• **What is expected**
Repeat exactly the lines below that lie between the line with "file path (~/.config/pipelog/config.toml)" and the line with "Output folder with ~ expanded", counting both of those lines as part of the answer.

________________________

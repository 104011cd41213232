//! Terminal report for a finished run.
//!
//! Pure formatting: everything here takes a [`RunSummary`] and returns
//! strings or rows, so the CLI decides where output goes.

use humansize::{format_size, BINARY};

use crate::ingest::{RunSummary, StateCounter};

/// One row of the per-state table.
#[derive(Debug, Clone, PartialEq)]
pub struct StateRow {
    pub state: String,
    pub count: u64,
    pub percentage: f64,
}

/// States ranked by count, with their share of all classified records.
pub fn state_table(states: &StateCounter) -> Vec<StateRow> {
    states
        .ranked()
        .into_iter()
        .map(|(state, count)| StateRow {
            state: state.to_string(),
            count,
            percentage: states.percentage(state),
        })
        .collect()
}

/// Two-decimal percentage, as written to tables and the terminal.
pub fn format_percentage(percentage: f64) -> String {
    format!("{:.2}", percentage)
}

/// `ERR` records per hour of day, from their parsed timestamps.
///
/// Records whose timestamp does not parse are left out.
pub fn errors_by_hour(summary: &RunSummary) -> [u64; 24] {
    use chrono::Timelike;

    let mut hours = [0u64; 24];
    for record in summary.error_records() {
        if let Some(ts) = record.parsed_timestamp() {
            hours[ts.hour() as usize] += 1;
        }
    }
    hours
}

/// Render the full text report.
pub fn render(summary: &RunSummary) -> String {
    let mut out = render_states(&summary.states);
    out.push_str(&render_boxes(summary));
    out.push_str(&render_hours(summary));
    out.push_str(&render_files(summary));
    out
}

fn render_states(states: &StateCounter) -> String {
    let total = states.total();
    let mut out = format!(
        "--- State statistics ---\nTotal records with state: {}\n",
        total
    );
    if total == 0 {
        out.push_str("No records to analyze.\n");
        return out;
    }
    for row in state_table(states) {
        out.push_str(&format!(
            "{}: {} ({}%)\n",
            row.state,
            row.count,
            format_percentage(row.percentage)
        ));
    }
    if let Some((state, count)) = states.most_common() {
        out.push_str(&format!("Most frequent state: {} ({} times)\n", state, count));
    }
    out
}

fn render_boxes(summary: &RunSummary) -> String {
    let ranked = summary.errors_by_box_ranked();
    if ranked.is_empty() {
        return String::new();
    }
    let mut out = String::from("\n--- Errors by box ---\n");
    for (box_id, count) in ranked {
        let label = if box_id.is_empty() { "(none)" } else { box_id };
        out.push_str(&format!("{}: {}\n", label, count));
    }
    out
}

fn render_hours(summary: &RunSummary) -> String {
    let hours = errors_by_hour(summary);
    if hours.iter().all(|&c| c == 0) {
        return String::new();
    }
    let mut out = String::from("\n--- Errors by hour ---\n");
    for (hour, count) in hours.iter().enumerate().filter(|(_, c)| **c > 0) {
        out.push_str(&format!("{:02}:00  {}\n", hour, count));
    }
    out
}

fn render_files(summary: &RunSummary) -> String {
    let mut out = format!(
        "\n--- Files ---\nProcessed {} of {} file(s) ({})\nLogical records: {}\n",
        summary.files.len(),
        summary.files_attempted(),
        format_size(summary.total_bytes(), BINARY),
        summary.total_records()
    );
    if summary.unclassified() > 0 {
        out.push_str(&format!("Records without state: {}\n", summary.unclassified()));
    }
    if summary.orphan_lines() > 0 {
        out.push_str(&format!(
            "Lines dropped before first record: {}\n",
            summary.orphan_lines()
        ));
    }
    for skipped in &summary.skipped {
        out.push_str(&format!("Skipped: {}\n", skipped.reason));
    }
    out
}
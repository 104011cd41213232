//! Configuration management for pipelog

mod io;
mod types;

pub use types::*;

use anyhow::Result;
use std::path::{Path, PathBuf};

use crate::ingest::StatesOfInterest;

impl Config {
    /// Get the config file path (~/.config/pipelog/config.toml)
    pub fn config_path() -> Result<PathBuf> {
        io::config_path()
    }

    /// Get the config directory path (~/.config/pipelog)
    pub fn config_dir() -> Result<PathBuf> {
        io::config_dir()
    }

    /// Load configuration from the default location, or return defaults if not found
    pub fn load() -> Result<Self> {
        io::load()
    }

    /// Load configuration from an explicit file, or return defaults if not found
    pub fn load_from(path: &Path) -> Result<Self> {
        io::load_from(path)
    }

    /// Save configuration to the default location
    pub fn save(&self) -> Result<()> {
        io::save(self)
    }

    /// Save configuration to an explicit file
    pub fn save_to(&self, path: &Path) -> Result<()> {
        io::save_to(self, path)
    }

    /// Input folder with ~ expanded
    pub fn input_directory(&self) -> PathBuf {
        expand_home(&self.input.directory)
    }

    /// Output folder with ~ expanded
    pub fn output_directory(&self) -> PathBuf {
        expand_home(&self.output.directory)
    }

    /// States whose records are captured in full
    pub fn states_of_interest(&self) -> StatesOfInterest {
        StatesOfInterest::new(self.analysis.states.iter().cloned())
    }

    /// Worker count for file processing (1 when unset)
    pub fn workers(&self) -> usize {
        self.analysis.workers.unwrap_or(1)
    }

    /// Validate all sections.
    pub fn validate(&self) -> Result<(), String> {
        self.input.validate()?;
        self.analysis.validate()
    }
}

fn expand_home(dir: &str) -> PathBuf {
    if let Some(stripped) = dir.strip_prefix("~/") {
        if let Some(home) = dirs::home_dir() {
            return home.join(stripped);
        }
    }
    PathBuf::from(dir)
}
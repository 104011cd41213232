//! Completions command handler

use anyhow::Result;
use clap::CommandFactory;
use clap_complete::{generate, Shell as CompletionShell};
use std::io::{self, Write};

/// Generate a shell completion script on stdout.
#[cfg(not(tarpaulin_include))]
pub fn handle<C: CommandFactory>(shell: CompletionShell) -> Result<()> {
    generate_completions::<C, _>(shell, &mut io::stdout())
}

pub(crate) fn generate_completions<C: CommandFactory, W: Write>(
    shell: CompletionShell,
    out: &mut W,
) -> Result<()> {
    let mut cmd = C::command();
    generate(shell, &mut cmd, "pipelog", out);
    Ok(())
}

________________________

• **Worked solution**
    /// Get the config file path (~/.config/pipelog/config.toml)
    pub fn config_path() -> Result<PathBuf> {
        io::config_path()
    }

    /// Get the config directory path (~/.config/pipelog)
    pub fn config_dir() -> Result<PathBuf> {
        io::config_dir()
    }

    /// Load configuration from the default location, or return defaults if not found
    pub fn load() -> Result<Self> {
        io::load()
    }

    /// Load configuration from an explicit file, or return defaults if not found
    pub fn load_from(path: &Path) -> Result<Self> {
        io::load_from(path)
    }

    /// Save configuration to the default location
    pub fn save(&self) -> Result<()> {
        io::save(self)
    }

    /// Save configuration to an explicit file
    pub fn save_to(&self, path: &Path) -> Result<()> {
        io::save_to(self, path)
    }

    /// Input folder with ~ expanded
    pub fn input_directory(&self) -> PathBuf {
        expand_home(&self.input.directory)
    }

    /// Output folder with ~ expanded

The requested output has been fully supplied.